The world’s biggest chip maker, Intel, is struggling because it missed out on the market in chips for mobile devices. Now mobile chips are coming for a market Intel has long had mostly to itself, supercomputers.
Supercomputers are used in government, academia, and industry for research on topics as varied as nuclear weapons and potential new drugs. Intel chips power more than 90 percent of the 500 most powerful of these, as well as dominating the server and PC markets. But smartphones and tablets are almost all powered by chips built using designs licensed from U.K. company ARM, which has long prioritized energy efficiency (see “Intel Outside”).
Fujitsu said this week that it will use ARM-based processors to build a successor to an existing Japanese supercomputer called Project K. Fujitsu is building the "Post-K" machine for the Riken Advanced Institute for Computational Science, which plans to use it for biomedical, climate, and energy research. The computer is slated to be installed and turned on in 2020.
A replacement for the K supercomputer at the Riken Advanced Institute for Computational Science in Kobe, Japan, will be built using chips similar to those in smartphones.Fujitsu announced that plan at the International Supercomputing Conference in Germany, where there was more bad news for Intel. A new list of the world’s most powerful supercomputers was revealed, and the new top machine is not based on Intel’s x86 technology.

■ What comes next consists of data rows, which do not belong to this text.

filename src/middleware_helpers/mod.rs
pub mod request_id;

pub use request_id::{request_id_middleware, REQUEST_ID_HEADER};
pub mod export;
pub mod items;
pub mod notifications;
pub mod users;

pub use export::{ExportFile, ExportFormat};
pub use items::{CreateItemInput, ItemFilter, ItemService, UpdateItemInput};
pub use notifications::NotificationService;
pub use users::{RegisterUser, UserService};

/// Offset/limit window applied to list queries
#[derive(Debug, Clone, Copy, PartialEq, Eq)]
pub struct Pagination {
    pub skip: u64,
    pub limit: u64,
}

/// Page size policy shared by every list endpoint
#[derive(Debug, Clone, Copy)]
pub struct PageLimits {
    pub default_size: u64,
    pub max_size: u64,
}

impl Default for PageLimits {
    fn default() -> Self {
        Self {
            default_size: 100,
            max_size: 1000,
        }
    }
}

impl PageLimits {
    pub fn new(default_size: u64, max_size: u64) -> Self {
        Self {
            default_size,
            max_size,
        }
    }

    /// Fills in defaults and clamps `limit` to the configured maximum.
    pub fn resolve(&self, skip: Option<u64>, limit: Option<u64>) -> Pagination {
        Pagination {
            skip: skip.unwrap_or(0),
            limit: limit.unwrap_or(self.default_size).min(self.max_size),
        }
    }
}


#[cfg(test)]
mod tests {
    use super::*;
    use rstest::rstest;

    #[rstest]
    #[case(None, None, 0, 100)]
    #[case(Some(20), Some(5), 20, 5)]
    #[case(None, Some(5000), 0, 1000)]
    #[case(None, Some(0), 0, 0)]
    fn pagination_defaults_and_clamp(
        #[case] skip: Option<u64>,
        #[case] limit: Option<u64>,
        #[case] expected_skip: u64,
        #[case] expected_limit: u64,
    ) {
        let page = PageLimits::default().resolve(skip, limit);
        assert_eq!(
            page,
            Pagination {
                skip: expected_skip,
                limit: expected_limit
            }
        );
    }
}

The makers of the Chinese TaihuLight system, at the National Supercomputing Center in the Chinese city of Wuxi, used a custom-built processor that uses an unspecified architecture built by the Chinese (see “New Fastest Supercomputer Is Chinese Through and Through”).
The power of supercomputers can be measured by the number of operations they can perform per second, using a metric known as FLOPS. TaihuLight performs at 93 petaflops—a thousand billion per second.
TaihuLight has a crazy amount of computing power, but it isn’t enough. And the prospects for making supercomputers get faster have started to look murky in recent years. Using more powerful chips—usually from Intel—used to deliver predictable gains in high-performance computing. But other factors, like the speed at which data can be moved around inside the system, have become limiting. And the power bills racked up by top supercomputers have become a major headache. The race to build bigger machines has seemingly hit a wall.
Computers from supercomputers down to mobile devices used to get more and more powerful as chip makers crammed more and smaller transistors onto chips, a trend known as Moore’s Law. But transistors are no longer shrinking so fast, and the power consumption of chips is getting out of control. Supercomputer builders have started looking to alternative designs that could allow their machines to keep getting faster. One of those is ARM.
“It’s a disruptive time to be in high performance computing,” says James Cuff, assistant dean for research computing at Harvard University. “Those that design machines inside the power envelope with the right support of key algorithms and codes are going to be the players that ultimately win in this new game.”